With HTML, I have to trust that some random entity does what they state in their privacy policy, and they regularly don't. Sure, I can disable JS, but then 95% of the web doesn't work anymore.

Other than that PDF is quite clearly a less accessible format.

6 comments

How do you know for a fact? PDF has JS in the spec, and it supports SOAP and Web Services. Have a look at https://www.adobe.com/go/acrobatsdk_jsdevguide
That's not the PDF spec is it? That is a spec for Adobe Acrobat, which is not allowed to make any web requests thanks to my application firewall (Little Snitch).

Pretty sure a PDF opened in the browser can't run any JS, but not completely sure. So you're right: I don't really know it for a fact. Poor choice of words.

The spec is ISO 32000, and it’s expensive and closed, so difficult to reference. But according to Wikipedia at least, JavaScript is normative in it. No idea if SOAP / Web Services is part of it though.
The spec for PDF 1.7 is here: https://www.adobe.com/content/dam/acom/en/devnet/pdf/pdfs/PD...

JavaScript is allowed, but not in PDF/A, which is what I use.

The PDF 2.0 spec is damnably not public.

But you can't easily tell PDF/A and regular PDF apart, so we're back to the same situation as HTML vs. HTML with javascript turned off.
Are you sure? I was under the impression that PDFs can reference web resources, and this is why there are more stringent standards for archiving (PDF/A and friends)
> With HTML, I have to trust that some random entity does what they state in their privacy policy, and they regularly don't. Sure, I can disable JS, but then 95% of the web doesn't work anymore.

If you only allow PDF, then 99.9999% of the web doesn't work anymore.

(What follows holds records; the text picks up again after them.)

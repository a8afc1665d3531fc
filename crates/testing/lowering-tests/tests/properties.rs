//! Behavior of the disambiguation rules and provenance, checked through the
//! public lowering entry points

use lowering_tests::*;
use og_ast::dump::{dump_interp, dump_source_file, expr_to_string};
use og_ast::{
    ElseBranch, FileId, ForHeader, ImportAlias, InterpKind, SimpleStmtKind, SourceFile, Stmt,
    StmtKind, TopLevelKind,
};
use og_ast_lower::{LowerOptions, LoweringContext, lower_interp, lower_source_file};
use og_ast_lower::lower_source_file_with;
use og_syntax::build::*;
use og_syntax::{SyntaxKind, SyntaxNode};

fn lower_stmt(statement: SyntaxNode) -> Stmt {
    let root = interp(statement);
    match lower_interp(&root, FileId(0)).unwrap().kind {
        InterpKind::Statement(stmt) => stmt,
        InterpKind::TopLevel(item) => panic!("expected a statement, got {item:?}"),
    }
}

fn lowered_expr(primary: SyntaxNode) -> String {
    let stmt = lower_stmt(expr_stmt(expr(primary)));
    match stmt.kind {
        StmtKind::Simple(simple) => match simple.kind {
            SimpleStmtKind::Expression(expr) => expr_to_string(&expr),
            other => panic!("expected an expression statement, got {other:?}"),
        },
        other => panic!("expected a simple statement, got {other:?}"),
    }
}

#[test]
fn slice_bounds_by_shape() {
    let cases = [
        (vec![token(":")], "(slice a _ _)"),
        (vec![name("lo"), token(":")], "(slice a lo _)"),
        (vec![name("i"), token(":")], "(slice a i _)"),
        (vec![token(":"), name("hi")], "(slice a _ hi)"),
        (vec![name("lo"), token(":"), name("hi")], "(slice a lo hi)"),
        (
            vec![token(":"), name("hi"), token(":"), name("max")],
            "(slice a _ hi max)",
        ),
        (
            vec![name("lo"), token(":"), name("hi"), token(":"), name("max")],
            "(slice a lo hi max)",
        ),
    ];
    for (parts, expected) in cases {
        assert_eq!(lowered_expr(slice(name_primary("a"), parts)), expected);
    }
}

#[test]
fn suffixes_apply_in_source_order() {
    let chain = call(
        select(index(select(name_primary("a"), "b"), lit("0")), "c"),
        vec![name("d")],
    );
    assert_eq!(lowered_expr(chain), "(call (. (index (. a b) 0) c) d)");
}

#[test]
fn assignment_operators() {
    let cases = [("=", "="), (" = ", "="), ("+=", "+="), ("<<=", "<<="), ("&^=", "&^=")];
    for (op, expected) in cases {
        let stmt = lower_stmt(simple(assignment(name("x"), op, lit("1"))));
        let StmtKind::Simple(simple) = stmt.kind else {
            panic!("expected a simple statement");
        };
        let SimpleStmtKind::Assignment(assignment) = simple.kind else {
            panic!("expected an assignment");
        };
        assert_eq!(assignment.op, expected, "operator `{op}`");
    }
}

#[test]
fn inc_dec_direction() {
    for (op, increment) in [("++", true), ("--", false), (" ++", true)] {
        let stmt = lower_stmt(simple(inc_dec(name("n"), op)));
        let StmtKind::Simple(simple) = stmt.kind else {
            panic!("expected a simple statement");
        };
        let SimpleStmtKind::IncDec(inc_dec) = simple.kind else {
            panic!("expected an inc/dec statement");
        };
        assert_eq!(inc_dec.is_increment, increment, "operator `{op}`");
    }
}

#[test]
fn import_aliases() {
    let root = unit(
        "main",
        vec![import_decl(vec![
            import_spec(None, "fmt"),
            import_spec(Some(ident("str")), "strings"),
            import_spec(Some(token(".")), "math"),
            import_spec(Some(token(":")), "\"os\""),
        ])],
    );
    let file = lower_source_file(&root, FileId(0)).unwrap();
    let specs = file.import.unwrap().specs;

    let aliases: Vec<_> = specs.iter().map(|spec| spec.alias.clone()).collect();
    assert_eq!(
        aliases,
        [
            ImportAlias::Inferred,
            ImportAlias::Named("str".to_string()),
            ImportAlias::Merge,
            ImportAlias::Merge,
        ]
    );
    assert_eq!(specs[0].path.as_framed(), "\"fmt\"\n");
    assert_eq!(specs[3].path.as_framed(), "\"os\"\n");
    assert_eq!(specs[3].path.value(), "os");
}

#[test]
fn wildcard_cases_are_defaults() {
    let switch = stmt(node(
        SyntaxKind::SwitchStmt,
        vec![node(
            SyntaxKind::ExprSwitchStmt,
            vec![
                token("switch "),
                name("x"),
                token("{"),
                clause_list(
                    SyntaxKind::ExprCaseClause,
                    node(SyntaxKind::ExprSwitchCase, vec![token(" _ ")]),
                    vec![expr_stmt(name("y"))],
                ),
                token("}"),
            ],
        )],
    ));
    let StmtKind::Switch(switch) = lower_stmt(switch).kind else {
        panic!("expected a switch");
    };
    let og_ast::SwitchStmtKind::Expr(switch) = switch.kind else {
        panic!("expected an expression switch");
    };
    assert!(switch.clauses[0].is_default());
    assert!(switch.clauses[0].case.expressions().is_none());
}

#[test]
fn pointer_and_value_receivers() {
    let method = |pointer| {
        top_level(method_decl(
            "Box",
            "size",
            pointer,
            function(signature(vec![], None), vec![]),
        ))
    };
    let root = unit("main", vec![method(true), method(false)]);
    let file = lower_source_file(&root, FileId(0)).unwrap();
    let pointers: Vec<bool> = file
        .top_levels
        .iter()
        .map(|item| match &item.kind {
            TopLevelKind::Method(method) => method.receiver.is_pointer,
            other => panic!("expected a method, got {other:?}"),
        })
        .collect();
    assert_eq!(pointers, [true, false]);
}

#[test]
fn for_clause_keeps_post_without_init() {
    let stmt = lower_stmt(for_clause(
        None,
        Some(binary(name("i"), "<", lit("3"))),
        Some(simple_stmt(inc_dec(name("i"), "++"))),
        block(vec![]),
    ));
    let StmtKind::For(for_stmt) = stmt.kind else {
        panic!("expected a for statement");
    };
    let ForHeader::Clause(clause) = for_stmt.header else {
        panic!("expected a for clause");
    };
    assert!(clause.init.is_none());
    assert!(clause.condition.is_some());
    assert!(matches!(
        clause.post.map(|post| post.kind),
        Some(SimpleStmtKind::IncDec(_))
    ));
}

#[test]
fn else_statement_becomes_a_block() {
    let stmt = lower_stmt(stmt(if_stmt(
        None,
        name("ok"),
        block(vec![expr_stmt(name("a"))]),
        Some(expr_stmt(name("b"))),
    )));
    let StmtKind::If(if_stmt) = stmt.kind else {
        panic!("expected an if statement");
    };
    let Some(ElseBranch::Block(block)) = if_stmt.else_branch else {
        panic!("expected an else block");
    };
    assert_eq!(block.statements.len(), 1);
    assert_eq!(block.span, if_stmt.span);
}

#[test]
fn line_counter_ignores_newline_terminators() {
    let root = node(
        SyntaxKind::Block,
        vec![
            token("{"),
            node(
                SyntaxKind::StatementList,
                vec![
                    expr_stmt(name("a")),
                    newline(),
                    expr_stmt(name("b")),
                    semi(),
                    expr_stmt(name("c")),
                    semi(),
                ],
            ),
            token("}"),
        ],
    );
    let stmt = lower_stmt(stmt(root));
    let StmtKind::Block(block) = stmt.kind else {
        panic!("expected a block");
    };
    let lines: Vec<u32> = block.statements.iter().map(|stmt| stmt.span.line).collect();
    assert_eq!(lines, [1, 1, 2]);
}

#[test]
fn fragments_continue_line_numbering() {
    let first = interp(expr_stmt(name("a")));
    let second = interp(top_level(function_decl(
        "f",
        function(signature(vec![], None), vec![expr_stmt(name("b"))]),
    )));
    let options = LowerOptions {
        first_line: 5,
        ..LowerOptions::default()
    };

    let mut ctx = LoweringContext::with_options(FileId(2), &first, options);
    let first = ctx.lower_interp(&first).unwrap();
    let second = ctx.lower_interp(&second).unwrap();

    assert_eq!(first.span.line, 5);
    assert_eq!(second.span.line, 6);
    assert_eq!(ctx.line(), 8);
    expect_test::expect![[r#"
        func f() @6
          expr b @6
    "#]]
    .assert_eq(&dump_interp(&second));
}

#[test]
fn self_references_follow_options() {
    let options = LowerOptions {
        self_name: "self".to_string(),
        ..LowerOptions::default()
    };
    let file = lower_source_file_with(&everything(), FileId(0), options).unwrap();
    let dump = dump_source_file(&file);
    assert!(dump.contains("assign self.items = (call append self.items xs ...)"));
    assert!(dump.contains("(call fmt.Println self.count self "));
    assert!(!dump.contains("this"));
}

#[test]
fn spans_cover_their_productions() {
    let root = everything();
    let file = lower_source_file(&root, FileId(9)).unwrap();
    let declarations = root
        .children
        .iter()
        .filter(|child| child.kind == SyntaxKind::TopLevelDecl);
    for (item, node) in file.top_levels.iter().zip(declarations) {
        assert_eq!(item.span.file, FileId(9));
        assert_eq!(&root.text[item.span.range()], node.text);
    }
}

#[test]
fn lowering_is_deterministic() {
    let root = everything();
    let first = lower_source_file(&root, FileId(0)).unwrap();
    let second = lower_source_file(&root, FileId(0)).unwrap();
    assert_eq!(first, second);
    assert_eq!(dump_source_file(&first), dump_source_file(&second));
}

#[test]
fn trees_survive_json() {
    let root = everything();
    let json = serde_json::to_string(&root).unwrap();
    let parsed: SyntaxNode = serde_json::from_str(&json).unwrap();
    assert_eq!(parsed, root);

    let file = lower_source_file(&root, FileId(0)).unwrap();
    let json = serde_json::to_string(&file).unwrap();
    let restored: SourceFile = serde_json::from_str(&json).unwrap();
    assert_eq!(restored, file);
}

I'm all for getting sites to be static, but PDF doesn't fix that because the problem has never been the technology used to build the site.

How sure are you that there are no network requests happening? I tried to look this up and wasn't able to find any clear answer.

(It looks like at least some PDF readers have provided support for automatically displaying external images, for example)

The full PDF spec is insane and allows for web requests and javascript. Most readers do not implement the anti features but adobe's tools will.
You are fingerprinted when you find the web link.
When I click a link you mean? Definitely true, but that way they only have access to my IP and user agent, which is still better than all the WebGL, Font library, display calibration settings, mouse movement etc. that they use otherwise.

I often use Tor, although I'm pretty sure that even then, a good analytics lib can see it's me based on scroll behaviour, mouse movement, time of day, and of course what I browse.

But yeah, you make a good point.

Where do you get the link?
DDG mostly, and they don't track users.
Your device, your device version, screen size, browser, browser version, IP address, etc... Are all tracked regardless.

You might not be a unique fingerprint, but at best you are part of a group of somewhere between 3 and 1000 similar users.

Not to be a downer, but when I webscraped I learned that big corporations can spend money to fingerprint you.

Why?
You can not use js on your website.